What you have to do:
The answer must be the full listing, retyped exactly.

== Study material

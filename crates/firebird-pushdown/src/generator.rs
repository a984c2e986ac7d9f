//! Firebird SQL generator for walker-approved expressions.
//!
//! Every node kind the walker accepts has exactly one rendering rule here.
//! Rendering a node the walker would reject is an internal error.
//!
//! Output goes through a [`SqlWriter`], which owns the text being built and,
//! in parameterized mode, the out-of-band parameter list. Without a parameter
//! list literals are inlined, which is what EXPLAIN output uses.
//!
//! # Example
//!
//! ```
//! use firebird_pushdown::catalog::InMemoryCatalog;
//! use firebird_pushdown::expressions::{Expression, SqlType};
//! use firebird_pushdown::generator::Generator;
//! use firebird_pushdown::relation::RelationDescriptor;
//! use firebird_pushdown::version::RemoteVersion;
//!
//! let catalog = InMemoryCatalog::with_builtins();
//! let relation = RelationDescriptor::new(1, "t").column("b", SqlType::Text);
//! let ilike = catalog.binary_operator("~~*").unwrap();
//! let expr = Expression::binary(ilike, Expression::column(1, 1, SqlType::Text), Expression::text("X%"));
//!
//! let generator = Generator::new(&catalog, &relation, RemoteVersion::V3_0);
//! let sql = generator.render_expression(&expr, None).unwrap();
//! assert_eq!(sql.as_deref(), Some("(LOWER(b) LIKE LOWER('X%'))"));
//! ```

use crate::capability::{self, FunctionRendering, OperatorRendering};
use crate::catalog::{require_function, require_operator, Catalog};
use crate::error::{Error, Result};
use crate::expressions::{
    ArrayLiteral, ArrayMembership, ArrayOperand, BoolOp, BoolTestKind, BooleanTest, ColumnRef,
    Expression, FunctionCall, Literal, NullTestKind, OpExpr, SqlType,
};
use crate::identifiers::quote_string_literal;
use crate::options::parse_bool;
use crate::relation::RelationDescriptor;
use crate::version::RemoteVersion;
use tracing::{debug, trace, warn};

/// Placeholder for a positional parameter
pub const PLACEHOLDER: &str = "?";

/// Accumulates generated SQL and, when parameterized, the literal values that
/// replace each placeholder, in placeholder order.
pub struct SqlWriter<'p> {
    sql: String,
    params: Option<&'p mut Vec<Literal>>,
}

/// Rollback point in a [`SqlWriter`]
#[derive(Debug, Clone, Copy)]
struct Mark {
    sql: usize,
    params: usize,
}

impl<'p> SqlWriter<'p> {
    /// `params` of `None` inlines every literal
    pub fn new(params: Option<&'p mut Vec<Literal>>) -> Self {
        Self {
            sql: String::new(),
            params,
        }
    }

    pub fn is_parameterized(&self) -> bool {
        self.params.is_some()
    }

    pub fn push_str(&mut self, text: &str) {
        self.sql.push_str(text);
    }

    pub fn as_str(&self) -> &str {
        &self.sql
    }

    pub fn len(&self) -> usize {
        self.sql.len()
    }

    pub fn is_empty(&self) -> bool {
        self.sql.is_empty()
    }

    pub fn finish(self) -> String {
        self.sql
    }

    /// Emit a placeholder bound to `literal`. Inline mode has no list to
    /// append to, so callers check [`is_parameterized`](Self::is_parameterized) first.
    fn placeholder(&mut self, literal: Literal) {
        if let Some(params) = self.params.as_deref_mut() {
            params.push(literal);
        }
        self.sql.push_str(PLACEHOLDER);
    }

    fn mark(&self) -> Mark {
        Mark {
            sql: self.sql.len(),
            params: self.params.as_ref().map_or(0, |p| p.len()),
        }
    }

    fn rollback(&mut self, mark: Mark) {
        self.sql.truncate(mark.sql);
        if let Some(params) = self.params.as_deref_mut() {
            params.truncate(mark.params);
        }
    }

    /// Parenthesize everything written since `start`, unless already wrapped
    fn wrap_from(&mut self, start: usize) {
        if !is_fully_parenthesized(&self.sql[start..]) {
            self.sql.insert(start, '(');
            self.sql.push(')');
        }
    }
}
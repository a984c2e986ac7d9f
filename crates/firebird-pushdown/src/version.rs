//! Remote engine version.
//!
//! Firebird versions are encoded as a single integer,
//! `major * 10000 + minor * 100 + patch`, so 2.5.9 becomes `20509`. Capability
//! tiers compare against these values.

use crate::error::{Error, Result};
use serde::{Deserialize, Serialize};
use std::fmt;
use std::str::FromStr;

#[derive(Debug, Clone, Copy, PartialEq, Eq, PartialOrd, Ord, Hash, Serialize, Deserialize)]
#[serde(transparent)]
pub struct RemoteVersion(u32);

impl RemoteVersion {
    pub const V1_5: RemoteVersion = RemoteVersion(10500);
    pub const V2_0: RemoteVersion = RemoteVersion(20000);
    pub const V2_1: RemoteVersion = RemoteVersion(20100);
    pub const V2_5: RemoteVersion = RemoteVersion(20500);
    pub const V3_0: RemoteVersion = RemoteVersion(30000);
    pub const V4_0: RemoteVersion = RemoteVersion(40000);

    pub const fn new(major: u32, minor: u32, patch: u32) -> Self {
        RemoteVersion(major * 10000 + minor * 100 + patch)
    }

    /// Like [`RemoteVersion::new`], but `None` when the encoding does not fit
    pub const fn checked_new(major: u32, minor: u32, patch: u32) -> Option<Self> {
        if minor > 99 || patch > 99 {
            return None;
        }
        match major.checked_mul(10000) {
            Some(high) => match high.checked_add(minor * 100 + patch) {
                Some(value) => Some(RemoteVersion(value)),
                None => None,
            },
            None => None,
        }
    }

    pub const fn from_encoded(value: u32) -> Self {
        RemoteVersion(value)
    }

    pub const fn encoded(self) -> u32 {
        self.0
    }

    pub const fn major(self) -> u32 {
        self.0 / 10000
    }

    pub const fn minor(self) -> u32 {
        (self.0 / 100) % 100
    }

    pub const fn patch(self) -> u32 {
        self.0 % 100
    }

    /// Firebird gained a native BOOLEAN type in 3.0
    pub fn has_native_boolean(self) -> bool {
        self >= Self::V3_0
    }

    /// Parse a version from `"3.0.7"`, the encoded `"30007"`, or a server
    /// version banner such as `"WI-V3.0.7.33374 Firebird 3.0"`.
    pub fn parse(input: &str) -> Result<Self> {
        let trimmed = input.trim();
        if !trimmed.is_empty() && trimmed.bytes().all(|b| b.is_ascii_digit()) {
            return trimmed
                .parse::<u32>()
                .map(RemoteVersion)
                .map_err(|_| Error::invalid_version(input));
        }

        let bytes = trimmed.as_bytes();
        let mut start = 0;
        while start < bytes.len() {
            if !bytes[start].is_ascii_digit() {
                start += 1;
                continue;
            }
            let mut end = start;
            while end < bytes.len() && (bytes[end].is_ascii_digit() || bytes[end] == b'.') {
                end += 1;
            }
            if let Some(version) = Self::from_dotted(&trimmed[start..end]) {
                return Ok(version);
            }
            start = end;
        }

        Err(Error::invalid_version(input))
    }

    fn from_dotted(text: &str) -> Option<Self> {
        let mut parts = text.split('.').filter(|p| !p.is_empty());
        let major: u32 = parts.next()?.parse().ok()?;
        let minor: u32 = parts.next()?.parse().ok()?;
        let patch: u32 = match parts.next() {
            Some(p) => p.parse().ok()?,
            None => 0,
        };
        Self::checked_new(major, minor, patch)
    }
}

impl fmt::Display for RemoteVersion {
    fn fmt(&self, f: &mut fmt::Formatter<'_>) -> fmt::Result {
        write!(f, "{}.{}.{}", self.major(), self.minor(), self.patch())
    }
}

impl FromStr for RemoteVersion {
    type Err = Error;

    fn from_str(s: &str) -> Result<Self> {
        Self::parse(s)
    }
}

====

Finished task:
filename crates/firebird-pushdown/src/generator.rs
repository a984c2e986ac7d9f
//! Firebird SQL generator for walker-approved expressions.
//!
//! Every node kind the walker accepts has exactly one rendering rule here.
//! Rendering a node the walker would reject is an internal error.
//!
//! Output goes through a [`SqlWriter`], which owns the text being built and,
//! in parameterized mode, the out-of-band parameter list. Without a parameter
//! list literals are inlined, which is what EXPLAIN output uses.
//!
//! # Example
//!
//! ```
//! use firebird_pushdown::catalog::InMemoryCatalog;
//! use firebird_pushdown::expressions::{Expression, SqlType};
//! use firebird_pushdown::generator::Generator;
//! use firebird_pushdown::relation::RelationDescriptor;
//! use firebird_pushdown::version::RemoteVersion;
//!
//! let catalog = InMemoryCatalog::with_builtins();
//! let relation = RelationDescriptor::new(1, "t").column("b", SqlType::Text);
//! let ilike = catalog.binary_operator("~~*").unwrap();
//! let expr = Expression::binary(ilike, Expression::column(1, 1, SqlType::Text), Expression::text("X%"));
//!
//! let generator = Generator::new(&catalog, &relation, RemoteVersion::V3_0);
//! let sql = generator.render_expression(&expr, None).unwrap();
//! assert_eq!(sql.as_deref(), Some("(LOWER(b) LIKE LOWER('X%'))"));
//! ```

use crate::capability::{self, FunctionRendering, OperatorRendering};
use crate::catalog::{require_function, require_operator, Catalog};
use crate::error::{Error, Result};
use crate::expressions::{
    ArrayLiteral, ArrayMembership, ArrayOperand, BoolOp, BoolTestKind, BooleanTest, ColumnRef,
    Expression, FunctionCall, Literal, NullTestKind, OpExpr, SqlType,
};
use crate::identifiers::quote_string_literal;
use crate::options::parse_bool;
use crate::relation::RelationDescriptor;
use crate::version::RemoteVersion;
use tracing::{debug, trace, warn};

/// Placeholder for a positional parameter
pub const PLACEHOLDER: &str = "?";

/// Accumulates generated SQL and, when parameterized, the literal values that
/// replace each placeholder, in placeholder order.
pub struct SqlWriter<'p> {
    sql: String,
    params: Option<&'p mut Vec<Literal>>,
}

/// Rollback point in a [`SqlWriter`]
#[derive(Debug, Clone, Copy)]
struct Mark {
    sql: usize,
    params: usize,
}

impl<'p> SqlWriter<'p> {
    /// `params` of `None` inlines every literal
    pub fn new(params: Option<&'p mut Vec<Literal>>) -> Self {
        Self {
            sql: String::new(),
            params,
        }
    }

    pub fn is_parameterized(&self) -> bool {
        self.params.is_some()
    }

    pub fn push_str(&mut self, text: &str) {
        self.sql.push_str(text);
    }

    pub fn as_str(&self) -> &str {
        &self.sql
    }

    pub fn len(&self) -> usize {
        self.sql.len()
    }

    pub fn is_empty(&self) -> bool {
        self.sql.is_empty()
    }

    pub fn finish(self) -> String {
        self.sql
    }

    /// Emit a placeholder bound to `literal`. Inline mode has no list to
    /// append to, so callers check [`is_parameterized`](Self::is_parameterized) first.
    fn placeholder(&mut self, literal: Literal) {
        if let Some(params) = self.params.as_deref_mut() {
            params.push(literal);
        }
        self.sql.push_str(PLACEHOLDER);
    }

    fn mark(&self) -> Mark {
        Mark {
            sql: self.sql.len(),
            params: self.params.as_ref().map_or(0, |p| p.len()),
        }
    }

    fn rollback(&mut self, mark: Mark) {
        self.sql.truncate(mark.sql);
        if let Some(params) = self.params.as_deref_mut() {
            params.truncate(mark.params);
        }
    }

    /// Parenthesize everything written since `start`, unless already wrapped
    fn wrap_from(&mut self, start: usize) {
        if !is_fully_parenthesized(&self.sql[start..]) {
            self.sql.insert(start, '(');
            self.sql.push(')');
        }
    }
}
repository a984c2e986ac7d9f
filename crates/firebird-pushdown/src/version.rs
//! Remote engine version.
//!
//! Firebird versions are encoded as a single integer,
//! `major * 10000 + minor * 100 + patch`, so 2.5.9 becomes `20509`. Capability
//! tiers compare against these values.

use crate::error::{Error, Result};
use serde::{Deserialize, Serialize};
use std::fmt;
use std::str::FromStr;

#[derive(Debug, Clone, Copy, PartialEq, Eq, PartialOrd, Ord, Hash, Serialize, Deserialize)]
#[serde(transparent)]
pub struct RemoteVersion(u32);

impl RemoteVersion {
    pub const V1_5: RemoteVersion = RemoteVersion(10500);
    pub const V2_0: RemoteVersion = RemoteVersion(20000);
    pub const V2_1: RemoteVersion = RemoteVersion(20100);
    pub const V2_5: RemoteVersion = RemoteVersion(20500);
    pub const V3_0: RemoteVersion = RemoteVersion(30000);
    pub const V4_0: RemoteVersion = RemoteVersion(40000);

    pub const fn new(major: u32, minor: u32, patch: u32) -> Self {
        RemoteVersion(major * 10000 + minor * 100 + patch)
    }

    /// Like [`RemoteVersion::new`], but `None` when the encoding does not fit
    pub const fn checked_new(major: u32, minor: u32, patch: u32) -> Option<Self> {
        if minor > 99 || patch > 99 {
            return None;
        }
        match major.checked_mul(10000) {
            Some(high) => match high.checked_add(minor * 100 + patch) {
                Some(value) => Some(RemoteVersion(value)),
                None => None,
            },
            None => None,
        }
    }

    pub const fn from_encoded(value: u32) -> Self {
        RemoteVersion(value)
    }

    pub const fn encoded(self) -> u32 {
        self.0
    }

    pub const fn major(self) -> u32 {
        self.0 / 10000
    }

    pub const fn minor(self) -> u32 {
        (self.0 / 100) % 100
    }

    pub const fn patch(self) -> u32 {
        self.0 % 100
    }

    /// Firebird gained a native BOOLEAN type in 3.0
    pub fn has_native_boolean(self) -> bool {
        self >= Self::V3_0
    }

    /// Parse a version from `"3.0.7"`, the encoded `"30007"`, or a server
    /// version banner such as `"WI-V3.0.7.33374 Firebird 3.0"`.
    pub fn parse(input: &str) -> Result<Self> {
        let trimmed = input.trim();
        if !trimmed.is_empty() && trimmed.bytes().all(|b| b.is_ascii_digit()) {
            return trimmed
                .parse::<u32>()
                .map(RemoteVersion)
                .map_err(|_| Error::invalid_version(input));
        }

        let bytes = trimmed.as_bytes();
        let mut start = 0;
        while start < bytes.len() {
            if !bytes[start].is_ascii_digit() {
                start += 1;
                continue;
            }
            let mut end = start;
            while end < bytes.len() && (bytes[end].is_ascii_digit() || bytes[end] == b'.') {
                end += 1;
            }
            if let Some(version) = Self::from_dotted(&trimmed[start..end]) {
                return Ok(version);
            }
            start = end;
        }

        Err(Error::invalid_version(input))
    }

    fn from_dotted(text: &str) -> Option<Self> {
        let mut parts = text.split('.').filter(|p| !p.is_empty());
        let major: u32 = parts.next()?.parse().ok()?;
        let minor: u32 = parts.next()?.parse().ok()?;
        let patch: u32 = match parts.next() {
            Some(p) => p.parse().ok()?,
            None => 0,
        };
        Self::checked_new(major, minor, patch)
    }
}

impl fmt::Display for RemoteVersion {
    fn fmt(&self, f: &mut fmt::Formatter<'_>) -> fmt::Result {
        write!(f, "{}.{}.{}", self.major(), self.minor(), self.patch())
    }
}

impl FromStr for RemoteVersion {
    type Err = Error;

    fn from_str(s: &str) -> Result<Self> {
        Self::parse(s)
    }
}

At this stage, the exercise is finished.